Азбука Някрошюса

Эймунтас НякрошюсНесколько лет назад директор издательства «Артист. Режиссер. Театр» Сергей Никулин предложил идею необычной книги об Эймунтасе Някрошюсе. Предполагалось составить словник важных для творчества и личности режиссера понятий и подобрать его высказывания самых разных лет по теме – преимущественно из интервью. Расположить думали без затей – в алфавитном порядке. Надеялись, конечно, о каких-то вещах поговорить с героем книги прицельно и более развернуто. Някрошюс не сопротивлялся, но и энтузиазма не выражал, пробормотал что-то вроде того, что сам себе не слишком интересен, но если вам нужно… Осенью 2013 года, во время показа в Москве спектакля «Рай», с интересом прочитал несколько предложенных ему как пример страничек, удивился и, кажется, остался доволен.

Жизнь распорядилась по-своему, книга не состоялась, остались только эти подступы к делу и на скорую руку набросанный перечень того, что неизменно звучало во вроде бы скупых и сдержанных речах Эймунтаса Някрошюса, в том числе: Библия, Болезнь, Быт, Верность, Вильнюс, ГИТИС, Детство, Добродетель, Дом, Донелайтис, Дорога, Достоевский, Дружба, Жена, Зависть, Земля, История, Италия, Кастинг, Католичество, Каунас, Книга, Критика, Ладонь, Маркес, Мать, Машина, Море, Москва, Отдых, Отец, Отцовство, Охота, Паланга, Покорность, Пороки, Предательство, Предчувствие спектакля, Публика, Россия, Ряпшис, Санкт-Петербург, Слава, Сестра, Сыновья, США, Театральный художник, Терпение, Тирания, Учеба, Ученичество, Фестивали, Художник, Хутор, Чехов, Шекспир.

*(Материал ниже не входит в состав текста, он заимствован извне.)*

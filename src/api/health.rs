use crate::api::MgmtState;
use axum::{Json, extract::State, http::StatusCode, response::IntoResponse};
use serde_json::json;

/// Liveness probe: returns 200 OK as long as the process is up.
pub async fn livez() -> impl IntoResponse {
    StatusCode::OK
}

/// Readiness probe: checks connectivity to the database and the counter store.
pub async fn readyz(State(state): State<MgmtState>) -> impl IntoResponse {
    let (db_res, counter_store_res) =
        tokio::join!(state.health_service.check_db(), state.health_service.check_counter_store());

    let mut status_code = StatusCode::OK;
    let db_status = if let Err(e) = db_res {
        tracing::warn!(error = %e, component = "database", "readiness probe failed");
        status_code = StatusCode::SERVICE_UNAVAILABLE;
        "error"
    } else {
        "ok"
    };

    let counter_store_status = if let Err(e) = counter_store_res {
        tracing::warn!(error = %e, component = "counter_store", "readiness probe failed");
        status_code = StatusCode::SERVICE_UNAVAILABLE;
        "error"
    } else {
        "ok"
    };

    (
        status_code,
        Json(json!({
            "status": if status_code == StatusCode::OK { "ok" } else { "error" },
            "database": db_status,
            "counter_store": counter_store_status,
        })),
    )
}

Наша благодарность всем авторам, из чьих бесед с Эймунтасом Някрошюсом мы извлекали фрагменты.

Мария Львова, Мария Хализева

 

 Актер. Я люблю работать со «странными» актерами. В опере есть такое понятие – «детонирующий голос». Вот я люблю эту «де­тонацию» актера. Мне кажется, что в театре, да и в жизни, вообще не интересен и никому не нужен «правильный» человек, человек без особенностей, странностей, слабостей. Профессионализм – это основа, первая ступень. Дальше важно, насколько актер интере­сен как человек. Я уве­рен, что актер раскрывается, формируется только под воздействием режиссерской индивидуальности. И, раз поработав с настоящим режиссером, он всегда будет тосковать о такой работе. Это, как наркотик, – хочется попробовать еще и еще. Он будет приходить к тебе и жаловаться не на отсутствие работы, а на отсутствие имен­но «своего» режиссера. Сколько бы актеры ни говорили о режиссерском диктате: без него все рассыпается.

Раньше я предпочитал «своих» актеров, думал, что могу рабо­тать, только хорошо зная природу артиста. Это как тренер на ип­подроме – знает, какая лошадь какую высоту может взять. Или ав­томеханик знает, какая в машине мощность мотора. А последние годы мне интереснее совсем незнакомые актеры, от которых можно ждать чего-то неожиданного, непредсказуемого. Потом выяснилось, что новые актеры очень быстро «притираются», заражаются общим настроением, входят в общую атмосферу. Поэтому я не очень понимаю, когда говорят, что трудно работать с актерами не своей школы. Я с такими трудностями не сталкивался.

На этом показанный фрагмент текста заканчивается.